For gay parents, it's a point of pride: "We're parents!" It's also almost always a source of initial consternation for parents and teachers. If both parents are guys, does one take Mother's Day and one take Father's Day? What do teachers have kids do for a Mother's Day craft if there's no mother in the picture? What about trans parents?
Fortunately, ultimately, issues of sex and gender aren't generally that troublesome for LGBT folks. I have gay dad friends who have one partner take Mother's Day and one take Father's Day. I also know couples where both lesbian parents take Mother's Day - it's two-times the work for the kid, but then they get to skip Father's Day. And my trans parental friends get the day of their target sex.
As for schools, teachers have been handling issues like this forever, what with the supply of single and adoptive parents. On Mother's Day if there are only dads in the parental picture, generally the teachers have the kid do a craft for a special aunt, or grandmother, or even for their dad(s). The point is to honor a special person (or people). There's no need to get bogged down in the details. The goal is familial joy, not stress (though most happy families get to have both!).
(The Washington Post has a blog article on this very topic. Also, The Guardian across the pond has an article on how more gay people are becoming parents and how that's affecting gay spending (or as they call it, "the pink pound").)
(For the record, Kid/we took Craig's Mom (Grams) out to see a show (Charlotte's Web, which Craig is music directing at a local community theater) and then we all did Chinese afterwards. There were also flowers and chocolate-covered strawberries for Craig's Mom earlier in the week. Craig's Mom is the only matron left for us, so she reaps the full M-Day bounty!)
For the first time in history, we've had a president include gay parents in a Mother's Day proclamation. President Obama, in yesterday's proclamation, said:
“Whether adoptive, biological, or foster, mothers share an unbreakable bond with their children, and Americans of all ages and backgrounds owe them an immeasurable debt. Nurturing families come in many forms, and children may be raised by two parents, a single mother, two mothers, a step-mom, a grandmother, or a guardian.”
(The bold is mine to highlight the "two mothers" bit.)
It's just a symbolic reference, but symbols do count.
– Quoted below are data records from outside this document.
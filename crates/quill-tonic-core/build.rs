/// Builds the gRPC client and server code for `quill.proto` using
/// `tonic-prost-build`.
///
/// The vendored `protoc` binary (and its bundled well-known types, needed for
/// `google/protobuf/empty.proto`) is used so no system installation is
/// required.
///
/// # Files and Paths
///
/// - Proto file: `proto/quill.proto`
/// - Includes: `proto/` and the vendored well-known types
///
/// # Output
///
/// Generated code is exposed as `quill_tonic_core::proto`, together with the
/// encoded `FILE_DESCRIPTOR_SET` used by server reflection.
///
/// `google.protobuf.Empty` maps to `()` in the generated service traits.
///
/// # Panics
///
/// Panics if code generation fails.
use std::env;
use std::path::PathBuf;

fn main() {
    let out_dir = PathBuf::from(env::var("OUT_DIR").unwrap());
    let descriptor_path = out_dir.join("quill_descriptor.bin");

    // SAFETY: build scripts are single threaded.
    unsafe {
        env::set_var("PROTOC", protoc_bin_vendored::protoc_bin_path().unwrap());
    }
    let well_known = protoc_bin_vendored::include_path().unwrap();

    let mut config = tonic_prost_build::Config::new();
    config.file_descriptor_set_path(&descriptor_path);

    tonic_prost_build::configure()
        .compile_with_config(
            config,
            &[PathBuf::from("proto/quill.proto")],
            &[PathBuf::from("proto"), well_known],
        )
        .unwrap();

    println!("cargo:rerun-if-changed=proto/quill.proto");
}
//! In-process document collection with optional JSON snapshot persistence.
//!
//! Documents are kept in a [`BTreeMap`] keyed by [`DocumentId`]. Identities
//! are time-ordered ULIDs, so map order is creation order. When opened with a
//! path, every mutation is applied to a copy of the state, written to a
//! temporary file, atomically renamed over the snapshot, and only then made
//! visible. A failed write leaves both the file and the in-memory state
//! unchanged.
//!
//! The snapshot also records the last issued identity so that identities of
//! deleted documents are never handed out again, across restarts included.

use super::{BackendError, DeleteAck, DocumentCollection, DocumentStream, InsertAck};
use futures::StreamExt;
use quill_tonic_core::types::{
    DocumentId, RecordFields, format_document_id, next_document_id, parse_document_id,
};
use serde::{Deserialize, Serialize};
use std::{
    collections::BTreeMap,
    io,
    path::{Path, PathBuf},
};
use tokio::sync::RwLock;

#[derive(Clone, Debug, Default)]
struct State {
    documents: BTreeMap<DocumentId, RecordFields>,
    last_issued: Option<DocumentId>,
}

/// On-disk layout of the collection.
#[derive(Debug, Default, Serialize, Deserialize)]
struct Snapshot {
    #[serde(default)]
    last_issued: Option<String>,
    #[serde(default)]
    documents: BTreeMap<String, RecordFields>,
}

impl From<&State> for Snapshot {
    fn from(state: &State) -> Self {
        Self {
            last_issued: state.last_issued.as_ref().map(format_document_id),
            documents: state
                .documents
                .iter()
                .map(|(id, doc)| (format_document_id(id), doc.clone()))
                .collect(),
        }
    }
}

impl TryFrom<Snapshot> for State {
    type Error = BackendError;

    fn try_from(snapshot: Snapshot) -> Result<Self, Self::Error> {
        let corrupt = |raw: &str| BackendError::Corrupt {
            reason: format!("invalid document id {raw:?}"),
        };

        let mut documents = BTreeMap::new();
        for (raw, doc) in snapshot.documents {
            let id = parse_document_id(&raw).map_err(|_| corrupt(&raw))?;
            documents.insert(id, doc);
        }

        let recorded = snapshot
            .last_issued
            .as_deref()
            .map(|raw| parse_document_id(raw).map_err(|_| corrupt(raw)))
            .transpose()?;
        // A hand-edited file may hold documents newer than the watermark.
        let last_issued = recorded.max(documents.keys().next_back().copied());

        Ok(Self {
            documents,
            last_issued,
        })
    }
}

/// The bundled [`DocumentCollection`] backend.
#[derive(Debug)]
pub struct LocalCollection {
    state: RwLock<State>,
    path: Option<PathBuf>,
}

impl LocalCollection {
    /// Creates an empty collection that lives only in memory.
    pub fn in_memory() -> Self {
        Self {
            state: RwLock::new(State::default()),
            path: None,
        }
    }

    /// Opens the collection persisted at `path`, starting empty if the file
    /// does not exist yet.
    ///
    /// # Errors
    ///
    /// Fails if the file exists but cannot be read or decoded.
    pub async fn open(path: impl Into<PathBuf>) -> Result<Self, BackendError> {
        let path = path.into();
        let state = match tokio::fs::read(&path).await {
            Ok(bytes) => State::try_from(serde_json::from_slice::<Snapshot>(&bytes)?)?,
            Err(e) if e.kind() == io::ErrorKind::NotFound => State::default(),
            Err(e) => return Err(e.into()),
        };

        #[cfg(feature = "tracing")]
        tracing::info!(
            "Loaded {} documents from {}",
            state.documents.len(),
            path.display()
        );

        Ok(Self {
            state: RwLock::new(state),
            path: Some(path),
        })
    }

    /// Number of stored documents.
    pub async fn len(&self) -> usize {
        self.state.read().await.documents.len()
    }

    /// Applies `f` to the state, persisting the result first when the
    /// collection is file-backed. `f` must leave the state untouched when it
    /// fails.
    async fn mutate<T>(
        &self,
        f: impl FnOnce(&mut State) -> Result<T, BackendError>,
    ) -> Result<T, BackendError> {
        let mut state = self.state.write().await;
        match &self.path {
            None => f(&mut state),
            Some(path) => {
                let mut next = state.clone();
                let out = f(&mut next)?;
                persist(path, &next).await?;
                *state = next;
                Ok(out)
            }
        }
    }
}

async fn persist(path: &Path, state: &State) -> Result<(), BackendError> {
    let bytes = serde_json::to_vec_pretty(&Snapshot::from(state))?;
    let tmp = path.with_extension("tmp");
    tokio::fs::write(&tmp, bytes).await?;
    tokio::fs::rename(&tmp, path).await?;
    Ok(())
}

#[tonic::async_trait]
impl DocumentCollection for LocalCollection {
    async fn insert_one(&self, document: RecordFields) -> Result<InsertAck, BackendError> {
        let id = self
            .mutate(|state| {
                let id = next_document_id(state.last_issued)
                    .ok_or(BackendError::IdentitiesExhausted)?;
                state.documents.insert(id, document);
                state.last_issued = Some(id);
                Ok(id)
            })
            .await?;

        Ok(InsertAck {
            acknowledged: true,
            inserted_id: Some(id),
        })
    }

    async fn find_one(&self, id: DocumentId) -> Result<Option<RecordFields>, BackendError> {
        Ok(self.state.read().await.documents.get(&id).cloned())
    }

    async fn find_one_and_replace(
        &self,
        id: DocumentId,
        document: RecordFields,
    ) -> Result<Option<RecordFields>, BackendError> {
        if !self.state.read().await.documents.contains_key(&id) {
            return Ok(None);
        }

        self.mutate(|state| {
            Ok(state
                .documents
                .get_mut(&id)
                .map(|slot| core::mem::replace(slot, document)))
        })
        .await
    }

    async fn delete_one(&self, id: DocumentId) -> Result<DeleteAck, BackendError> {
        if !self.state.read().await.documents.contains_key(&id) {
            return Ok(DeleteAck {
                acknowledged: true,
                deleted_count: 0,
            });
        }

        let removed = self
            .mutate(|state| Ok(state.documents.remove(&id).is_some()))
            .await?;

        Ok(DeleteAck {
            acknowledged: true,
            deleted_count: u64::from(removed),
        })
    }

    async fn find_all(&self) -> Result<DocumentStream, BackendError> {
        let documents: Vec<_> = self
            .state
            .read()
            .await
            .documents
            .iter()
            .map(|(id, doc)| (*id, doc.clone()))
            .collect();

        Ok(futures::stream::iter(documents.into_iter().map(Ok)).boxed())
    }
}

#[cfg(test)]
mod tests {
    use super::*;
    use futures::TryStreamExt;

    fn fields(title: &str) -> RecordFields {
        RecordFields {
            author: "Thopv".to_string(),
            title: title.to_string(),
            content: "Hello world".to_string(),
        }
    }

    fn scratch_file() -> PathBuf {
        let name = format!("quill-{}.json", format_document_id(&next_document_id(None).unwrap()));
        std::env::temp_dir().join(name)
    }

    #[tokio::test]
    async fn insert_then_find() {
        let collection = LocalCollection::in_memory();
        let ack = collection.insert_one(fields("a")).await.unwrap();
        assert!(ack.acknowledged);

        let id = ack.inserted_id.unwrap();
        assert_eq!(collection.find_one(id).await.unwrap(), Some(fields("a")));
    }

    #[tokio::test]
    async fn replace_returns_previous_and_ignores_unknown_ids() {
        let collection = LocalCollection::in_memory();
        let id = collection.insert_one(fields("a")).await.unwrap().inserted_id.unwrap();

        let previous = collection.find_one_and_replace(id, fields("b")).await.unwrap();
        assert_eq!(previous, Some(fields("a")));
        assert_eq!(collection.find_one(id).await.unwrap(), Some(fields("b")));

        let unknown = next_document_id(Some(id)).unwrap();
        assert_eq!(
            collection.find_one_and_replace(unknown, fields("c")).await.unwrap(),
            None
        );
        assert_eq!(collection.len().await, 1);
    }

    #[tokio::test]
    async fn delete_reports_count() {
        let collection = LocalCollection::in_memory();
        let id = collection.insert_one(fields("a")).await.unwrap().inserted_id.unwrap();

        assert_eq!(collection.delete_one(id).await.unwrap().deleted_count, 1);
        assert_eq!(collection.delete_one(id).await.unwrap().deleted_count, 0);
        assert_eq!(collection.find_one(id).await.unwrap(), None);
    }

    #[tokio::test]
    async fn find_all_is_in_creation_order() {
        let collection = LocalCollection::in_memory();
        let mut ids = Vec::new();
        for title in ["a", "b", "c", "d"] {
            ids.push(collection.insert_one(fields(title)).await.unwrap().inserted_id.unwrap());
        }

        let listed: Vec<_> = collection.find_all().await.unwrap().try_collect().await.unwrap();
        let listed_ids: Vec<_> = listed.iter().map(|(id, _)| *id).collect();
        assert_eq!(listed_ids, ids);
        assert_eq!(listed[2].1.title, "c");
    }

    #[tokio::test]
    async fn find_all_on_empty_collection_is_empty() {
        let collection = LocalCollection::in_memory();
        let listed: Vec<_> = collection.find_all().await.unwrap().try_collect().await.unwrap();
        assert!(listed.is_empty());
    }

    #[tokio::test]
    async fn snapshot_survives_reopen() {
        let path = scratch_file();
        let kept = {
            let collection = LocalCollection::open(&path).await.unwrap();
            let kept = collection.insert_one(fields("kept")).await.unwrap().inserted_id.unwrap();
            let gone = collection.insert_one(fields("gone")).await.unwrap().inserted_id.unwrap();
            collection.delete_one(gone).await.unwrap();
            kept
        };

        let reopened = LocalCollection::open(&path).await.unwrap();
        assert_eq!(reopened.len().await, 1);
        assert_eq!(reopened.find_one(kept).await.unwrap(), Some(fields("kept")));

        let _ = std::fs::remove_file(&path);
    }

    #[tokio::test]
    async fn deleted_ids_are_not_reissued_after_reopen() {
        let path = scratch_file();
        let gone = {
            let collection = LocalCollection::open(&path).await.unwrap();
            let gone = collection.insert_one(fields("gone")).await.unwrap().inserted_id.unwrap();
            collection.delete_one(gone).await.unwrap();
            gone
        };

        let reopened = LocalCollection::open(&path).await.unwrap();
        let fresh = reopened.insert_one(fields("new")).await.unwrap().inserted_id.unwrap();
        assert!(fresh > gone);

        let _ = std::fs::remove_file(&path);
    }

    #[tokio::test]
    async fn corrupt_snapshot_is_rejected() {
        let path = scratch_file();
        std::fs::write(&path, r#"{"documents":{"nope":{"author":"","title":"","content":""}}}"#)
            .unwrap();

        let err = LocalCollection::open(&path).await.unwrap_err();
        assert!(matches!(err, BackendError::Corrupt { .. }));

        let _ = std::fs::remove_file(&path);
    }

    #[tokio::test]
    async fn exhausted_watermark_refuses_inserts() {
        let path = scratch_file();
        let snapshot = r#"{"last_issued":"7ZZZZZZZZZZZZZZZZZZZZZZZZZ","documents":{}}"#;
        std::fs::write(&path, snapshot).unwrap();

        let collection = LocalCollection::open(&path).await.unwrap();
        let err = collection.insert_one(fields("late")).await.unwrap_err();
        assert!(matches!(err, BackendError::IdentitiesExhausted));
        assert_eq!(collection.len().await, 0);
        assert_eq!(std::fs::read_to_string(&path).unwrap(), snapshot);

        let _ = std::fs::remove_file(&path);
    }
}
I have a coworker who is fond of saying "Enjoy your crumbs!" whenever someone in authority makes an LGBT-positive reference but doesn't back it up with any quantifiable action for equality. It's a completely valid point, and the president's Mother Day's proclamation received quite a lukewarm reception from many gay groups, specifically for being empty words in light of lack of action on supporting ENDA and not working against DADT and DOMA. (The LGBT community seems to live a life of acronyms!)
Now, I have more faith in crumbs. People remember words, and the more our families are put out there in front of the public, the more people will realize the terrible effects of discrimination, both individual and abstract and discrete and formalized (as in laws). It's a drop in the ocean, but the ocean would be one drop less if it weren't there.
It's a symbol, sure, but compare it to what's been there before - or hasn't. It's absence would've sent quite a different message. Sometimes a symbol can be both the message and the substance.
We hope everyone had a happy Mother's Day!